To recap: the Fox News (sic!–ed.) personage defending the Cain guy’s on-air nicotine jones argued that those living “real lives” (as opposed to my own transparently fake one) embrace the death and destruction that follow the trail of discarded butts.  First on her list of such real Americans were farmers, as opposed to that terrifying scourge, the coastal elites.

I’m a farmer’s nephew.  I have [ineptly] driven a tractor as a summer hand, when that aforesaid uncle sucked it up, made nice to my mum, and allowed me to “help” him during the harvest.  I’ve shoveled grass seed into sacks (equipped with just about the only farm implement I’m actually qualified to wield, a shovel). I got nothing but admiration for those with the gift or the capacity or the sheer stamina to farm for a living.  For myself I’m desperately glad that after my teens, I never had to work that hard with my back and hands.

In which expression of gratitude I am not alone.  The actual farm population — working farmers, not folks who live on (relatively) big patches of ground — amount to a rounding error within the total US tally: one percent or less of American workers are farmers.  Combining wheat or running cattle may be iconic.  It just doesn’t occupy very many people anymore — at least not in any industrialized society.

It’s been that way for a while.  Rural life last claimed half of the US population more than ninety years ago.  By the late 1990s, fewer than one million Americans claimed farming as their principal job.  As of 1997, just 46,000 farms out of over 2 million listed accounted for 50% of all agricultural sales.

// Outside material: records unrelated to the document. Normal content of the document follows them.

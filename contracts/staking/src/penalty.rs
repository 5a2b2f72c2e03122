//! Early-exit penalty curve.
//!
//! The forfeited share of principal depends only on the delay the user picks
//! at unstake time, and never increases with a longer delay:
//!
//! | delay              | forfeited                 |
//! |--------------------|---------------------------|
//! | ≤ 10 days          | 50 %                      |
//! | 10 – 60 days       | linear from 50 % to 25 %  |
//! | ≥ 60 days          | 25 %                      |

pub const DAY: u64 = 86_400;

pub const BPS_DENOMINATOR: i128 = 10_000;

pub const SHORT_DELAY: u64 = 10 * DAY;
pub const LONG_DELAY: u64 = 60 * DAY;

pub const SHORT_DELAY_PENALTY_BPS: u32 = 5_000;
pub const LONG_DELAY_PENALTY_BPS: u32 = 2_500;

/// Forfeited share of principal, in basis points, for a chosen `delay`.
///
/// Between the anchors the reduction is truncated, so the penalty rounds up.
pub fn penalty_bps(delay: u64) -> u32 {
    if delay <= SHORT_DELAY {
        return SHORT_DELAY_PENALTY_BPS;
    }
    if delay >= LONG_DELAY {
        return LONG_DELAY_PENALTY_BPS;
    }
    let span = LONG_DELAY - SHORT_DELAY;
    let range = (SHORT_DELAY_PENALTY_BPS - LONG_DELAY_PENALTY_BPS) as u64;
    let reduction = range * (delay - SHORT_DELAY) / span;
    SHORT_DELAY_PENALTY_BPS - reduction as u32
}

/// Splits `amount` into `(penalized, net)` for a penalty of `bps`.
///
/// `penalized = ceil(amount × bps / 10_000)`, computed without forming the
/// full product. Any non-zero rate forfeits at least one unit.
pub fn split(amount: i128, bps: u32) -> (i128, i128) {
    let bps = bps as i128;
    let whole = amount / BPS_DENOMINATOR;
    let rest = amount % BPS_DENOMINATOR;
    let penalized = whole * bps + (rest * bps + BPS_DENOMINATOR - 1) / BPS_DENOMINATOR;
    (penalized, amount - penalized)
}
#![no_std]

//! Flat role-membership registry.
//!
//! Every other contract in the suite consults `has_role` at the entry of its
//! gated operations. Holders of [`roles::ADMIN`] may grant and revoke any
//! role, including `ADMIN` itself; there is no other hierarchy.

pub mod events;

use common::roles;
use soroban_sdk::{contract, contractimpl, symbol_short, Address, Env, Symbol};

const ROLE: Symbol = symbol_short!("ROLE");

const TTL_THRESHOLD: u32 = common::TTL_THRESHOLD;
const TTL_EXTEND_TO: u32 = common::TTL_EXTEND_TO;

// ── Contract errors ──────────────────────────────────────────────────────────

#[soroban_sdk::contracterror]
#[derive(Copy, Clone, Debug, Eq, PartialEq)]
#[repr(u32)]
pub enum ContractError {
    /// Caller does not hold the administrator role.
    Unauthorized = 201,
}

// ── Contract ─────────────────────────────────────────────────────────────────

#[contract]
pub struct AccessControlContract;

#[contractimpl]
impl AccessControlContract {
    /// Bootstraps the registry with `admin` holding the administrator role.
    pub fn __constructor(env: Env, admin: Address) {
        Self::write_role(&env, &roles::ADMIN, &admin);
        events::publish_role_granted(&env, roles::ADMIN, admin.clone(), admin);
    }

    /// Grants `role` to `account`. Granting an already-held role is a no-op.
    pub fn grant_role(
        env: Env,
        caller: Address,
        role: Symbol,
        account: Address,
    ) -> Result<(), ContractError> {
        caller.require_auth();
        Self::require_admin(&env, &caller)?;

        if !Self::has_role(env.clone(), role.clone(), account.clone()) {
            Self::write_role(&env, &role, &account);
            events::publish_role_granted(&env, role, account, caller);
        }
        Ok(())
    }

    /// Revokes `role` from `account`. Revoking a role that is not held is a
    /// no-op.
    pub fn revoke_role(
        env: Env,
        caller: Address,
        role: Symbol,
        account: Address,
    ) -> Result<(), ContractError> {
        caller.require_auth();
        Self::require_admin(&env, &caller)?;

        if Self::has_role(env.clone(), role.clone(), account.clone()) {
            env.storage().persistent().remove(&Self::role_key(&role, &account));
            events::publish_role_revoked(&env, role, account, caller);
        }
        Ok(())
    }

    pub fn has_role(env: Env, role: Symbol, account: Address) -> bool {
        env.storage()
            .persistent()
            .get(&Self::role_key(&role, &account))
            .unwrap_or(false)
    }

    // ── Internal helpers ─────────────────────────────────────────────────────

    fn role_key(role: &Symbol, account: &Address) -> (Symbol, Symbol, Address) {
        (ROLE, role.clone(), account.clone())
    }

    fn write_role(env: &Env, role: &Symbol, account: &Address) {
        let key = Self::role_key(role, account);
        env.storage().persistent().set(&key, &true);
        env.storage()
            .persistent()
            .extend_ttl(&key, TTL_THRESHOLD, TTL_EXTEND_TO);
    }

    fn require_admin(env: &Env, caller: &Address) -> Result<(), ContractError> {
        if !Self::has_role(env.clone(), roles::ADMIN, caller.clone()) {
            return Err(ContractError::Unauthorized);
        }
        Ok(())
    }
}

That translates into the fact that no one — defined here as very few — actually fits the romantic image of the American family farmer anymore.  That image of a spread large enough to support a family and small enough to be run by one has not entirely vanished into myth.  But assuming, (generously) a 20% margin on sales, farm income at or above the $50,000 level flowed to fewer 10 percent of all farms, again in data from the end of the last century..

All of which is to say, as I did through all that 2008 blather about Sarah Palin’s ability to channel the experience of what was in fact a distinct minority of Americans, that Real Americans live in cities and suburbs. In fact, contra that Foxbot, half of all Americans live in coastal watershed counties.*  We may not all be elite** — but there are a whole lot of us.

Yup:  I am that guy muttering obsessively, “quantum leaps are really small.“***

*To be sure, for the purposes of that calculation, Detroit is a waterfront community.  Remember: Duluth is America’s westernmost Atlantic port.

**Though we are, of course, all above average.

***Don’t even get me started on “decimate.”

Image:  Jan van Goyen, Peasant Huts with a Sweep Well, 1633.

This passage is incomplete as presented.